* _Records shown_:
=== Begin Enclosure ===

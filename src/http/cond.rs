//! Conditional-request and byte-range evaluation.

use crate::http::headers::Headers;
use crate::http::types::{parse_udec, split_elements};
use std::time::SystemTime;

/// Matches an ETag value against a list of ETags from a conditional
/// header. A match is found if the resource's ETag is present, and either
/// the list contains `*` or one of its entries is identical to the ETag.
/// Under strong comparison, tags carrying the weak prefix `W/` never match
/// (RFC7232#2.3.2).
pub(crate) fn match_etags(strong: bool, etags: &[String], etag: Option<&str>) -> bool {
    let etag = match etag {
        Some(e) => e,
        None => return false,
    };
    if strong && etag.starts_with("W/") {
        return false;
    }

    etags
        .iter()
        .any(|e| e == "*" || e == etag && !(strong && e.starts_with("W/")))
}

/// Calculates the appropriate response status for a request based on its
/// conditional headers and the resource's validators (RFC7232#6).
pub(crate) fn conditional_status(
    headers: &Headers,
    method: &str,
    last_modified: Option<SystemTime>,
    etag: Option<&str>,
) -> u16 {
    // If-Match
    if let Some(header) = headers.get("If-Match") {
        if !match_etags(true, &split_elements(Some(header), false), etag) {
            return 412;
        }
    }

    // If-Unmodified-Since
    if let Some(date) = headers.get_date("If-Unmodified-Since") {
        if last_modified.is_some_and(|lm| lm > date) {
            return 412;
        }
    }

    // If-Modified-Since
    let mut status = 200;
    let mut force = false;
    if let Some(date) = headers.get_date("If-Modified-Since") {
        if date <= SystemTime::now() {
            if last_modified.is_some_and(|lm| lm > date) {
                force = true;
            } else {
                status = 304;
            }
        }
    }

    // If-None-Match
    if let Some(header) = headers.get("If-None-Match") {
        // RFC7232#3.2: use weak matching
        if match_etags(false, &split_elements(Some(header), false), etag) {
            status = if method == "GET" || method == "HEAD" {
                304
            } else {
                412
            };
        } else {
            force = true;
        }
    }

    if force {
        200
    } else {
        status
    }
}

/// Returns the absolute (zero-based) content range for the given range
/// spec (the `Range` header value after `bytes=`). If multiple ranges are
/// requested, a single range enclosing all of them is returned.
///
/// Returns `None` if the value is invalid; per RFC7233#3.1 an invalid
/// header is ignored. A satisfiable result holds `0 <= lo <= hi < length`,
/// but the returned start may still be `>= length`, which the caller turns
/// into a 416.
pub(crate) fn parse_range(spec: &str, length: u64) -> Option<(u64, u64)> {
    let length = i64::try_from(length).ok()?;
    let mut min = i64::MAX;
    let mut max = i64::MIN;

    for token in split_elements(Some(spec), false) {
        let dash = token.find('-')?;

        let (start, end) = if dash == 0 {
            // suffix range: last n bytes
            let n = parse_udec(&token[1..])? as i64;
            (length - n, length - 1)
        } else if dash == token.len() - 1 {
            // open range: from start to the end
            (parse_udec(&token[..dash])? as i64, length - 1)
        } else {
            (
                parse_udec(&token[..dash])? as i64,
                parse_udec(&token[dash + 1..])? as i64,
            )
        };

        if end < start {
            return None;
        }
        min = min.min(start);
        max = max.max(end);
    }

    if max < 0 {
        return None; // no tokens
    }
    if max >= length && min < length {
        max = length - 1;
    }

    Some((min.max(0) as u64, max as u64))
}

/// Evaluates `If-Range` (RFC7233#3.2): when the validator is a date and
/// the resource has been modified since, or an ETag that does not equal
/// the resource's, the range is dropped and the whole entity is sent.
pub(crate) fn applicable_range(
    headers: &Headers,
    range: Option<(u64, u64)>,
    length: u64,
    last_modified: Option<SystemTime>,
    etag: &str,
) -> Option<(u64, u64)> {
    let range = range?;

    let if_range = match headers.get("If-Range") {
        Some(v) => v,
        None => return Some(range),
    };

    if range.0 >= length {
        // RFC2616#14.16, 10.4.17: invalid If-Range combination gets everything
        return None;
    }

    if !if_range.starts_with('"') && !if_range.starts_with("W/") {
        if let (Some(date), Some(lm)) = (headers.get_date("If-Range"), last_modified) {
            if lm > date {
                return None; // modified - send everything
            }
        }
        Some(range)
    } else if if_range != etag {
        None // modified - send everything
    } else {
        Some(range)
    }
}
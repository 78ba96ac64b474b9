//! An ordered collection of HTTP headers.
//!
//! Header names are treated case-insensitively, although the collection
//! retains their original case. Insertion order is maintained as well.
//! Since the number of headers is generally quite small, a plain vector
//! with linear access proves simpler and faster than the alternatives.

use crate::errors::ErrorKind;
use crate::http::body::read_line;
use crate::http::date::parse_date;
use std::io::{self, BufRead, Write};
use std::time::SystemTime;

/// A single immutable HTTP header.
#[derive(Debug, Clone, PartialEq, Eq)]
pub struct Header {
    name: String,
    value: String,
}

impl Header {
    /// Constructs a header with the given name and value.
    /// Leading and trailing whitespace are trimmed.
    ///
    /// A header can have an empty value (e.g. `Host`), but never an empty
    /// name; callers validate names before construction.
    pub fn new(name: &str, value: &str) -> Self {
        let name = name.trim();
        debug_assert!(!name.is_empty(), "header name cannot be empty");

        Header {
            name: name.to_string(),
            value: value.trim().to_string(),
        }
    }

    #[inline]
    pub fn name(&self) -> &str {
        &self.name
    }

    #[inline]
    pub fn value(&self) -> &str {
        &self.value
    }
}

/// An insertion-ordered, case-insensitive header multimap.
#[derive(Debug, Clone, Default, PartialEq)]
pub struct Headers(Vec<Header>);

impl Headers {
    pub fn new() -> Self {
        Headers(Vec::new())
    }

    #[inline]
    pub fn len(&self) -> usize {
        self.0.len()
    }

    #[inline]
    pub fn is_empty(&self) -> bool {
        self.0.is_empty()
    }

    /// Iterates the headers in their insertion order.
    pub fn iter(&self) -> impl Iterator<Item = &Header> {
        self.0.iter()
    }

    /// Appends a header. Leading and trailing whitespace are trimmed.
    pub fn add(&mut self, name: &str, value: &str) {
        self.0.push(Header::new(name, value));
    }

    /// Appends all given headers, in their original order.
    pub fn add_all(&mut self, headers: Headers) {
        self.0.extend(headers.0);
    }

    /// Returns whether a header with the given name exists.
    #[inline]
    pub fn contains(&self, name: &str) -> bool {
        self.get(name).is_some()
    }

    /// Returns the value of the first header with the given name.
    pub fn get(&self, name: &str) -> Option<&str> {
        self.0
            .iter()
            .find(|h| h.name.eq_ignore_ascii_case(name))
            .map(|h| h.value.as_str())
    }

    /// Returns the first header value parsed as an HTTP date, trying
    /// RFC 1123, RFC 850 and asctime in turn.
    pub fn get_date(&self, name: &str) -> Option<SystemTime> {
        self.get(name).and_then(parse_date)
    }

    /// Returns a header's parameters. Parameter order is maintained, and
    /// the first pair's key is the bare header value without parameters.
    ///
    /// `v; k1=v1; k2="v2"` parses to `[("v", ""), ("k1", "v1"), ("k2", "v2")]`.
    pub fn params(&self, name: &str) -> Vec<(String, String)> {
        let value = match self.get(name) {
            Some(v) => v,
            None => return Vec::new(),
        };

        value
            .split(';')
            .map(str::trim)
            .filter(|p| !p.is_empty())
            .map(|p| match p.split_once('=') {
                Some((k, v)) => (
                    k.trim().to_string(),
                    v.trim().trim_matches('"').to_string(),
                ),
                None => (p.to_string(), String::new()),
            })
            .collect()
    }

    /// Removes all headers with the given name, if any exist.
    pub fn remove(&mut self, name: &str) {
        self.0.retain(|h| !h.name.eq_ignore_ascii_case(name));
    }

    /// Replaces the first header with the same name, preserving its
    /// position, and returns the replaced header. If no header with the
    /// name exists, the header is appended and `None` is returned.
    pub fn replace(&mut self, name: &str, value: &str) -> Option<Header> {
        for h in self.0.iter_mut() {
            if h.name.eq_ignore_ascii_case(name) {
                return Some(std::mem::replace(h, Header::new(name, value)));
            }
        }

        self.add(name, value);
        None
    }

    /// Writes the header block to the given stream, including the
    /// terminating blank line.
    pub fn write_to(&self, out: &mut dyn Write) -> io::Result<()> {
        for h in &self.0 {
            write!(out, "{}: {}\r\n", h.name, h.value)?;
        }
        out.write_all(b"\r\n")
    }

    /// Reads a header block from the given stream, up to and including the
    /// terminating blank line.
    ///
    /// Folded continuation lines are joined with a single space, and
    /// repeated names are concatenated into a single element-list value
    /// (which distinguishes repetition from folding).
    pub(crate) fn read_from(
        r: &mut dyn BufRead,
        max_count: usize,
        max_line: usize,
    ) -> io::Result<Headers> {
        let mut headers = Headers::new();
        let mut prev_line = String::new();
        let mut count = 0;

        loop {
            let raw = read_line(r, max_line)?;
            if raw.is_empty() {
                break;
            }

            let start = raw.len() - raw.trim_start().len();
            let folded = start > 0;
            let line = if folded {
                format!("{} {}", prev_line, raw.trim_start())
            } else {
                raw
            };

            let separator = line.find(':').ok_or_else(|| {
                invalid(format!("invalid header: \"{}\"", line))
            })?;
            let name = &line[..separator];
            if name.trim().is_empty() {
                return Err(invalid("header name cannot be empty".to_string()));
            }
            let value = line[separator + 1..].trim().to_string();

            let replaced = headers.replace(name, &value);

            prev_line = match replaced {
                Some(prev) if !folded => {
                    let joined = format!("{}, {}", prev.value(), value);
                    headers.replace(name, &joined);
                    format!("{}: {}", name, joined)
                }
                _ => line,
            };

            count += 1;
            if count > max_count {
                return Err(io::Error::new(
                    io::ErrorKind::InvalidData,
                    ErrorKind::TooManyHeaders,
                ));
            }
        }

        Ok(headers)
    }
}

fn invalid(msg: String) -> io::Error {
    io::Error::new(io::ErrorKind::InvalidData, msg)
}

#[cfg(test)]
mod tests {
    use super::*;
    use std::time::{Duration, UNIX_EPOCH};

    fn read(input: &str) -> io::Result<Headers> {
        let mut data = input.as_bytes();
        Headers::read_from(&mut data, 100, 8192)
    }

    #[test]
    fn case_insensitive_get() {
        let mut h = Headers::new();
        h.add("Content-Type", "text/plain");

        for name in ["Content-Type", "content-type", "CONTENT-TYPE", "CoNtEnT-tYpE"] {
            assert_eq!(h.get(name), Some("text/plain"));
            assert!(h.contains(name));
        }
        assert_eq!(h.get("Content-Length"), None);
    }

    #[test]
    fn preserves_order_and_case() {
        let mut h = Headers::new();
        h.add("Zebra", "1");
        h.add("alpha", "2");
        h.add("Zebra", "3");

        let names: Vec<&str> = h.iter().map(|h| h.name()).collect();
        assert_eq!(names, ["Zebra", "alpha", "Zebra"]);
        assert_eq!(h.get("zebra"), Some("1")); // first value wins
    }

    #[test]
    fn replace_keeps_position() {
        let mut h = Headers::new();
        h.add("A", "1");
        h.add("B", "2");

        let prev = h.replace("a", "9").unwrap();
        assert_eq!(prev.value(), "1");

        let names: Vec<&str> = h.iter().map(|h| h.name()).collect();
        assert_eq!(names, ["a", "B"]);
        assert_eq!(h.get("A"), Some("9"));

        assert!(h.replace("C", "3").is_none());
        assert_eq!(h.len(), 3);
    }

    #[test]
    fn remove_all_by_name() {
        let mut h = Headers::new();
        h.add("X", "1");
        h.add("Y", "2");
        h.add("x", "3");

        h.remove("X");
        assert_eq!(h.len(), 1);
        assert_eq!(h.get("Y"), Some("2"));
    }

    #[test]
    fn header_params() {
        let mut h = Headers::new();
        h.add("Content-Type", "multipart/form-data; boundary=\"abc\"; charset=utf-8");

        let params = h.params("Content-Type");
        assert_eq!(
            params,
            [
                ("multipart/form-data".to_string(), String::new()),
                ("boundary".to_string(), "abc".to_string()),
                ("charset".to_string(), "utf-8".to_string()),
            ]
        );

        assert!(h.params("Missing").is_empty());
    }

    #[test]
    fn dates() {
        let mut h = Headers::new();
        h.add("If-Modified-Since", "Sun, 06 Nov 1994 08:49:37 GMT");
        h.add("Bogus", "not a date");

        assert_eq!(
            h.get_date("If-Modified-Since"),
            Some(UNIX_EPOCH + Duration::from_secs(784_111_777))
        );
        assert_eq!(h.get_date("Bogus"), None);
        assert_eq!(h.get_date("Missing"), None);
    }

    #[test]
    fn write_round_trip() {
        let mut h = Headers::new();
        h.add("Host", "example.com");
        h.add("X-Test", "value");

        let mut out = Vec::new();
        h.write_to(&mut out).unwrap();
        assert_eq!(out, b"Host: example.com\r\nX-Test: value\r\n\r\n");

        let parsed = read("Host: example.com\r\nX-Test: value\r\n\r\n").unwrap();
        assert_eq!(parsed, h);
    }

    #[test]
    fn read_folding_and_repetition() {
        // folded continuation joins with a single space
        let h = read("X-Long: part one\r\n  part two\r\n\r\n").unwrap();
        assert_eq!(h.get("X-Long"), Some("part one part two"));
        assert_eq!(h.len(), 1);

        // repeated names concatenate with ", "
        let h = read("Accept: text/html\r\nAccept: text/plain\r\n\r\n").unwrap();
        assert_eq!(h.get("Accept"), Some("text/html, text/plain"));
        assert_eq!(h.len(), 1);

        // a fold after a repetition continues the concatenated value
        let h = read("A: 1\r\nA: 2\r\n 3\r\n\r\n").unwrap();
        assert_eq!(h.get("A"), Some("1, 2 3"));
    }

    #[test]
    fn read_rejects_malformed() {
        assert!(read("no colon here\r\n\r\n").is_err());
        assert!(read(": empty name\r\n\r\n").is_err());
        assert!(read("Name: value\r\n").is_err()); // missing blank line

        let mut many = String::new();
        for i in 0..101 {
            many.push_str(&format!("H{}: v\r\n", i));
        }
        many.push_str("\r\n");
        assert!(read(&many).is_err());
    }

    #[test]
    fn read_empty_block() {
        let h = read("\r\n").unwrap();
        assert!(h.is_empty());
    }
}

=== End Enclosure ===
=== Begin Enclosure ===

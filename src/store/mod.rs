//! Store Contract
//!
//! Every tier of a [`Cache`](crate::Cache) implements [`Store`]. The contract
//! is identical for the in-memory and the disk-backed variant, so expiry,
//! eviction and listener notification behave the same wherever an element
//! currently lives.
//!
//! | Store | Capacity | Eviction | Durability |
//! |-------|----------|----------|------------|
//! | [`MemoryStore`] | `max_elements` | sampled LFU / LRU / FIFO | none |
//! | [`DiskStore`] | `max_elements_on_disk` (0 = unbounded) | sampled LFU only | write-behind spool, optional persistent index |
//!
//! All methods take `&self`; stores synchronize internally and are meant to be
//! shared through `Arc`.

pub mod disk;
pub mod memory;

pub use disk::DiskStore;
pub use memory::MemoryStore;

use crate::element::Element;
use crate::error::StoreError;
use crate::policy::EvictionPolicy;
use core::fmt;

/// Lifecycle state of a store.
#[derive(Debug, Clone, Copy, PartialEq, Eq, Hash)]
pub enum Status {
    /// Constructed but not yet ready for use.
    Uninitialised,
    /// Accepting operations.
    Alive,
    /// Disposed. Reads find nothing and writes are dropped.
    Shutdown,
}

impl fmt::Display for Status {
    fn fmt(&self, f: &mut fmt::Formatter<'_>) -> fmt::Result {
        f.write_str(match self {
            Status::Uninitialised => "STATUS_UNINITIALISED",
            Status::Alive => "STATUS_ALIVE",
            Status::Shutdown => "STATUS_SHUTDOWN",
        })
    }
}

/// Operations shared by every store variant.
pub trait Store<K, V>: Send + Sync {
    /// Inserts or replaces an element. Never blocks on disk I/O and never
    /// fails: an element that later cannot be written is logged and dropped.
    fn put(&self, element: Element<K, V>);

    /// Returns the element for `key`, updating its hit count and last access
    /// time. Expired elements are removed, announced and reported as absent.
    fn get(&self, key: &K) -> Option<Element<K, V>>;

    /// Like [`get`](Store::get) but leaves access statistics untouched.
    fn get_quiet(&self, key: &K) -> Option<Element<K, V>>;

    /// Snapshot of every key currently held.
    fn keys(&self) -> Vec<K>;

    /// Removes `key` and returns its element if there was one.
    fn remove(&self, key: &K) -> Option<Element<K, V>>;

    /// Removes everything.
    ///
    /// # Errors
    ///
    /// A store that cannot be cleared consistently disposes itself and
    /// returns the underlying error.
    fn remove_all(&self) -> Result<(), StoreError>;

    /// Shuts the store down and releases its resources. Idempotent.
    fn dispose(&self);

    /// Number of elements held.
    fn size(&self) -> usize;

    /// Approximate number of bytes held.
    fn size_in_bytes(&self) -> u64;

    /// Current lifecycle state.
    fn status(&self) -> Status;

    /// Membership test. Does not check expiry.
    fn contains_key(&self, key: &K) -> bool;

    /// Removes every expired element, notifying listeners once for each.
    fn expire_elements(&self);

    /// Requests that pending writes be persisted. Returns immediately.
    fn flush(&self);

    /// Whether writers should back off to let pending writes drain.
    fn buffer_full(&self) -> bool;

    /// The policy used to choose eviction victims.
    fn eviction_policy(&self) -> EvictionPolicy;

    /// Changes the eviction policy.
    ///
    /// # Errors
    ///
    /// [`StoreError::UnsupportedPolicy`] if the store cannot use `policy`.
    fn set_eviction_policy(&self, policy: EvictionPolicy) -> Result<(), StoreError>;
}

=== End Enclosure ===

* _Work instruction_: Above are the records. Print exactly, and only, the lines from the line with "filename src/http/cond.rs" to the line with "etag: Option<&str>) ->", both inclusive.

* _Expected output_:
filename src/http/cond.rs
//! Conditional-request and byte-range evaluation.

use crate::http::headers::Headers;
use crate::http::types::{parse_udec, split_elements};
use std::time::SystemTime;

/// Matches an ETag value against a list of ETags from a conditional
/// header. A match is found if the resource's ETag is present, and either
/// the list contains `*` or one of its entries is identical to the ETag.
/// Under strong comparison, tags carrying the weak prefix `W/` never match
/// (RFC7232#2.3.2).
pub(crate) fn match_etags(strong: bool, etags: &[String], etag: Option<&str>) -> bool {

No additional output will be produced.